Eduard Tadem e sua moglie Teresa S.
Encarnation Tadem (professoressa presso il Dipartimento di Scienze
Politiche del Collegio di Scienza e Filosofia presso l’Università delle
Filippine e anche ex-capo degli ‘Studi sul Terzo Mondo’), concordano sul
fatto che l’occidente provoca di continuo la Cina nel tentativo di
garantire le risorse naturali delle isole Spratly agli attori più
deboli:
“Siamo totalmente dipendenti dalle compagnie straniere per lo sfruttamento delle nostre risorse naturali. Le Filippine ottengono solo una parte di ciò che viene estratto. Le aziende internazionali detengono tutti i principali contratti. Le multinazionali straniere trarrebbero notevole profitto dalle risorse naturali del Mar della Cina, se un Paese debole e dipendente come questo dovesse ottenerle“.

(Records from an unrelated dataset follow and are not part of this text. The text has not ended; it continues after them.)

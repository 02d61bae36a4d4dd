//! Golden canonical-encoding and save-hash vectors.
//!
//! Any client that talks to the same remote store must produce these exact
//! bytes and hashes for the same instruction sets.

use serde::{Deserialize, Serialize};

/// A canonical-hash vector that can be shared with other clients.
#[derive(Debug, Clone, Serialize, Deserialize)]
pub struct HashVector {
    /// Unique identifier for this vector.
    pub id: String,
    /// Human-readable description.
    pub description: String,
    /// The instruction set as JSON (integers, text, booleans, null, arrays, objects).
    pub instructions_json: String,
    /// Expected canonical CBOR encoding (hex-encoded).
    pub canonical_hex: String,
    /// Expected SHA-256 save hash (hex-encoded).
    pub save_hash_hex: String,
}

fn vector(id: &str, description: &str, json: &str, canonical: &str, hash: &str) -> HashVector {
    HashVector {
        id: id.into(),
        description: description.into(),
        instructions_json: json.into(),
        canonical_hex: canonical.into(),
        save_hash_hex: hash.into(),
    }
}

/// Canonical hash vectors.
pub fn save_hash_vectors() -> Vec<HashVector> {
    vec![
        vector(
            "empty",
            "Empty instruction set",
            "{}",
            "a0",
            "c19a797fa1fd590cd2e5b42d1cf5f246e29b91684e2f87404b81dc345c7a56a0",
        ),
        vector(
            "gold_5",
            "Single small integer",
            r#"{"gold":5}"#,
            "a164676f6c6405",
            "a9ce1c1674b2b2348476e339f4b1f35b74b882d0d4411e15ba2681c34c8ac406",
        ),
        vector(
            "gold_level",
            "Two keys in sorted order",
            r#"{"level":2,"gold":5}"#,
            "a264676f6c6405656c6576656c02",
            "47bcee1c075720267da1c7b66e98f59497c74bc9b0d8df18d30decfdc1c6fb1b",
        ),
        vector(
            "hearts_negative",
            "Negative integer",
            r#"{"hearts":-1}"#,
            "a16668656172747320",
            "57b634fcdca6ee2e4cfce1594fbca2ab2599015fa483bab36e36b069904b18c0",
        ),
        vector(
            "mixed",
            "Text, list and nested map values",
            r#"{"title":"Knight","flags":[true,null],"inventory":{"sword":1,"bow":0}}"#,
            "a365666c61677382f5f6657469746c65664b6e6967687469696e76656e746f7279a263626f77006573776f726401",
            "add5dd4d4e6ea8917864e91c67f6089d92012f11e632e44f630087c5c9b4dc89",
        ),
    ]
}

/// Serializes all vectors as pretty JSON.
pub fn all_vectors_json() -> String {
    serde_json::to_string_pretty(&save_hash_vectors()).unwrap_or_default()
}

/// Encodes bytes as lowercase hex.
pub fn hex_encode(bytes: &[u8]) -> String {
    bytes.iter().map(|b| format!("{b:02x}")).collect()
}
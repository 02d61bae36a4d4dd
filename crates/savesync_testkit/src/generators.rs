//! Property-based test generators using proptest.
//!
//! Strategies produce values that satisfy the protocol's own rules: keys
//! are non-empty, nested values stay shallow, and batches in a generated
//! pair always belong to the same player.

use proptest::prelude::*;
use savesync_protocol::{
    BatchKind, BatchTimestamp, InstructionValue, Instructions, PlayerId, SaveBatch, SessionBatchId,
};
use std::collections::BTreeMap;

/// Strategy for generating player IDs.
pub fn player_id_strategy() -> impl Strategy<Value = PlayerId> {
    prop::string::string_regex("P[0-9]{1,4}")
        .expect("Invalid regex")
        .prop_map(PlayerId::new)
}

/// Strategy for generating session batch IDs.
pub fn session_batch_id_strategy() -> impl Strategy<Value = SessionBatchId> {
    prop::array::uniform16(any::<u8>()).prop_map(SessionBatchId::from_bytes)
}

/// Strategy for generating dotted field paths.
pub fn key_strategy() -> impl Strategy<Value = String> {
    prop::string::string_regex("[a-z]{1,8}(\\.[a-z]{1,6}){0,2}").expect("Invalid regex")
}

/// Strategy for generating scalar instruction values.
pub fn scalar_value_strategy() -> impl Strategy<Value = InstructionValue> {
    prop_oneof![
        Just(InstructionValue::Null),
        any::<bool>().prop_map(InstructionValue::Bool),
        any::<i64>().prop_map(InstructionValue::Integer),
        prop::string::string_regex("[ -~]{0,16}")
            .expect("Invalid regex")
            .prop_map(InstructionValue::Text),
        prop::collection::vec(any::<u8>(), 0..16).prop_map(InstructionValue::Bytes),
    ]
}

/// Strategy for generating instruction values, nested at most two levels.
pub fn instruction_value_strategy() -> impl Strategy<Value = InstructionValue> {
    scalar_value_strategy().prop_recursive(2, 16, 4, |inner| {
        prop_oneof![
            prop::collection::vec(inner.clone(), 0..4).prop_map(InstructionValue::List),
            prop::collection::btree_map("[a-z]{1,6}", inner, 0..4).prop_map(InstructionValue::Map),
        ]
    })
}

/// Strategy for generating integer-only instruction sets.
///
/// Any two such sets are resolvable against each other.
pub fn integer_instructions_strategy(max_keys: usize) -> impl Strategy<Value = Instructions> {
    prop::collection::btree_map(key_strategy(), any::<i64>(), 1..=max_keys.max(1))
        .prop_map(|map| map.into_iter().collect())
}

/// Strategy for generating instruction sets with arbitrary values.
pub fn instructions_strategy(max_keys: usize) -> impl Strategy<Value = Instructions> {
    prop::collection::btree_map(
        key_strategy(),
        instruction_value_strategy(),
        1..=max_keys.max(1),
    )
    .prop_map(|map: BTreeMap<String, InstructionValue>| map.into_iter().collect())
}

/// Strategy for generating batch kinds.
pub fn batch_kind_strategy() -> impl Strategy<Value = BatchKind> {
    prop::sample::select(BatchKind::ALL.to_vec())
}

/// Strategy for generating batch timestamps.
pub fn timestamp_strategy() -> impl Strategy<Value = BatchTimestamp> {
    (0u64..10_000, 0u64..1_000_000).prop_map(|(seq, wall)| BatchTimestamp::new(seq, wall))
}

/// Strategy for generating a batch for `player`.
pub fn batch_strategy(player: PlayerId) -> impl Strategy<Value = SaveBatch> {
    (
        batch_kind_strategy(),
        session_batch_id_strategy(),
        timestamp_strategy(),
        integer_instructions_strategy(6),
    )
        .prop_map(move |(kind, id, at, instructions)| {
            SaveBatch::create(kind, player.clone(), id, at, instructions)
        })
}

/// Strategy for generating two batches of one player with distinct
/// timestamps and distinct IDs.
pub fn batch_pair_strategy() -> impl Strategy<Value = (SaveBatch, SaveBatch)> {
    (
        player_id_strategy(),
        (batch_kind_strategy(), batch_kind_strategy()),
        (session_batch_id_strategy(), session_batch_id_strategy()),
        (0u64..10_000, 1u64..1_000),
        (
            integer_instructions_strategy(6),
            integer_instructions_strategy(6),
        ),
    )
        .prop_filter("IDs must differ", |(_, _, (a, b), _, _)| a != b)
        .prop_map(|(player, (ka, kb), (ia, ib), (seq, gap), (xa, xb))| {
            let a = SaveBatch::create(ka, player.clone(), ia, BatchTimestamp::new(seq, 0), xa);
            let b = SaveBatch::create(kb, player, ib, BatchTimestamp::new(seq + gap, 0), xb);
            (a, b)
        })
}

/// Strategy for generating a pair whose instruction sets share no key.
pub fn disjoint_batch_pair_strategy() -> impl Strategy<Value = (SaveBatch, SaveBatch)> {
    batch_pair_strategy().prop_filter("instructions must be disjoint", |(a, b)| {
        a.instructions().is_disjoint(b.instructions())
    })
}

/// Strategy for generating a pair sharing at least one key.
pub fn overlapping_batch_pair_strategy() -> impl Strategy<Value = (SaveBatch, SaveBatch)> {
    (batch_pair_strategy(), key_strategy(), any::<i64>(), any::<i64>()).prop_map(
        |((a, b), key, va, vb)| (with_instruction(a, &key, va), with_instruction(b, &key, vb)),
    )
}

fn with_instruction(batch: SaveBatch, key: &str, value: i64) -> SaveBatch {
    let mut instructions = batch.instructions().clone();
    instructions.insert(key, value);
    let mut rebuilt = SaveBatch::create(
        batch.kind(),
        batch.player_id().clone(),
        batch.session_batch_id(),
        batch.created_at(),
        instructions,
    );
    if batch.is_urgent() {
        rebuilt.mark_urgent();
    }
    rebuilt
}
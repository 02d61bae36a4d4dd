//! Values carried by save instructions.

use serde::{Deserialize, Serialize};
use std::collections::BTreeMap;
use std::fmt;

/// The new value a save instruction assigns to a field path.
///
/// There are no floats: every value has exactly one canonical encoding.
#[derive(Debug, Clone, PartialEq, Eq, Serialize, Deserialize)]
pub enum InstructionValue {
    /// Clears the field.
    Null,
    /// Boolean value.
    Bool(bool),
    /// Signed integer.
    Integer(i64),
    /// UTF-8 text.
    Text(String),
    /// Raw bytes.
    Bytes(Vec<u8>),
    /// Ordered list of values.
    List(Vec<InstructionValue>),
    /// Nested map with text keys.
    Map(BTreeMap<String, InstructionValue>),
}

/// The type class of an [`InstructionValue`].
#[derive(Debug, Clone, Copy, PartialEq, Eq, PartialOrd, Ord, Hash)]
pub enum ValueKind {
    /// `Null`.
    Null,
    /// `Bool`.
    Bool,
    /// `Integer`.
    Integer,
    /// `Text`.
    Text,
    /// `Bytes`.
    Bytes,
    /// `List`.
    List,
    /// `Map`.
    Map,
}

impl InstructionValue {
    /// Returns the type class of this value.
    #[must_use]
    pub fn kind(&self) -> ValueKind {
        match self {
            InstructionValue::Null => ValueKind::Null,
            InstructionValue::Bool(_) => ValueKind::Bool,
            InstructionValue::Integer(_) => ValueKind::Integer,
            InstructionValue::Text(_) => ValueKind::Text,
            InstructionValue::Bytes(_) => ValueKind::Bytes,
            InstructionValue::List(_) => ValueKind::List,
            InstructionValue::Map(_) => ValueKind::Map,
        }
    }

    /// Returns true if a last-writer-wins choice between `self` and `other`
    /// is meaningful.
    ///
    /// Values are comparable when they share a type class or when either
    /// one clears the field.
    #[must_use]
    pub fn is_comparable_with(&self, other: &Self) -> bool {
        let (a, b) = (self.kind(), other.kind());
        a == b || a == ValueKind::Null || b == ValueKind::Null
    }

    /// Returns the integer value, if this is an integer.
    #[must_use]
    pub fn as_integer(&self) -> Option<i64> {
        match self {
            InstructionValue::Integer(n) => Some(*n),
            _ => None,
        }
    }

    /// Returns the text value, if this is text.
    #[must_use]
    pub fn as_text(&self) -> Option<&str> {
        match self {
            InstructionValue::Text(s) => Some(s),
            _ => None,
        }
    }
}

impl fmt::Display for ValueKind {
    fn fmt(&self, f: &mut fmt::Formatter<'_>) -> fmt::Result {
        let name = match self {
            ValueKind::Null => "null",
            ValueKind::Bool => "bool",
            ValueKind::Integer => "integer",
            ValueKind::Text => "text",
            ValueKind::Bytes => "bytes",
            ValueKind::List => "list",
            ValueKind::Map => "map",
        };
        f.write_str(name)
    }
}

impl fmt::Display for InstructionValue {
    fn fmt(&self, f: &mut fmt::Formatter<'_>) -> fmt::Result {
        match self {
            InstructionValue::Null => f.write_str("null"),
            InstructionValue::Bool(b) => write!(f, "{b}"),
            InstructionValue::Integer(n) => write!(f, "{n}"),
            InstructionValue::Text(s) => write!(f, "{s:?}"),
            InstructionValue::Bytes(b) => write!(f, "<{} bytes>", b.len()),
            InstructionValue::List(items) => {
                f.write_str("[")?;
                for (i, item) in items.iter().enumerate() {
                    if i > 0 {
                        f.write_str(", ")?;
                    }
                    write!(f, "{item}")?;
                }
                f.write_str("]")
            }
            InstructionValue::Map(entries) => {
                f.write_str("{")?;
                for (i, (k, v)) in entries.iter().enumerate() {
                    if i > 0 {
                        f.write_str(", ")?;
                    }
                    write!(f, "{k}: {v}")?;
                }
                f.write_str("}")
            }
        }
    }
}

impl From<bool> for InstructionValue {
    fn from(b: bool) -> Self {
        InstructionValue::Bool(b)
    }
}

impl From<i64> for InstructionValue {
    fn from(n: i64) -> Self {
        InstructionValue::Integer(n)
    }
}

impl From<i32> for InstructionValue {
    fn from(n: i32) -> Self {
        InstructionValue::Integer(i64::from(n))
    }
}

impl From<u32> for InstructionValue {
    fn from(n: u32) -> Self {
        InstructionValue::Integer(i64::from(n))
    }
}

impl From<&str> for InstructionValue {
    fn from(s: &str) -> Self {
        InstructionValue::Text(s.to_string())
    }
}

impl From<String> for InstructionValue {
    fn from(s: String) -> Self {
        InstructionValue::Text(s)
    }
}

impl From<Vec<u8>> for InstructionValue {
    fn from(b: Vec<u8>) -> Self {
        InstructionValue::Bytes(b)
    }
}

#[cfg(test)]
mod tests {
    use super::*;

    #[test]
    fn comparability() {
        let gold = InstructionValue::from(5);
        let more_gold = InstructionValue::from(7);
        let name = InstructionValue::from("hero");

        assert!(gold.is_comparable_with(&more_gold));
        assert!(!gold.is_comparable_with(&name));
        assert!(gold.is_comparable_with(&InstructionValue::Null));
        assert!(InstructionValue::Null.is_comparable_with(&name));
    }

    #[test]
    fn display_nested() {
        let mut map = BTreeMap::new();
        map.insert("hp".to_string(), InstructionValue::from(3));
        let value = InstructionValue::List(vec![
            InstructionValue::Map(map),
            InstructionValue::Bool(true),
        ]);
        assert_eq!(value.to_string(), "[{hp: 3}, true]");
    }
}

In Cina, le passioni sono esplose proprio nel luglio 2016, subito dopo la decisione finale dell’Aia. Come riportato da Reuters il 18 luglio 2016:
“La Cina ha rifiutato di riconoscere la sentenza del tribunale di arbitrato dell’Aia che invalida le ampie rivendicazioni territoriali nel Mar Cinese Meridionale e non ha preso parte al procedimento promosso dalle Filippine. Ed ha reagito con rabbia alla pretesa di Paesi occidentali e Giappone a rispettare la decisione. La Cina ha più volte accusato gli Stati Uniti di fomentare i problemi nel Mar Cinese Meridionale, via marittima strategica attraversata da più di 5 miliardi di dollari di commercio ogni anno. Cina, Brunei, Malaysia, Filippine, Taiwan e Vietnam hanno tutte pretese rivali, di cui quelle della Cina sono le maggiori“.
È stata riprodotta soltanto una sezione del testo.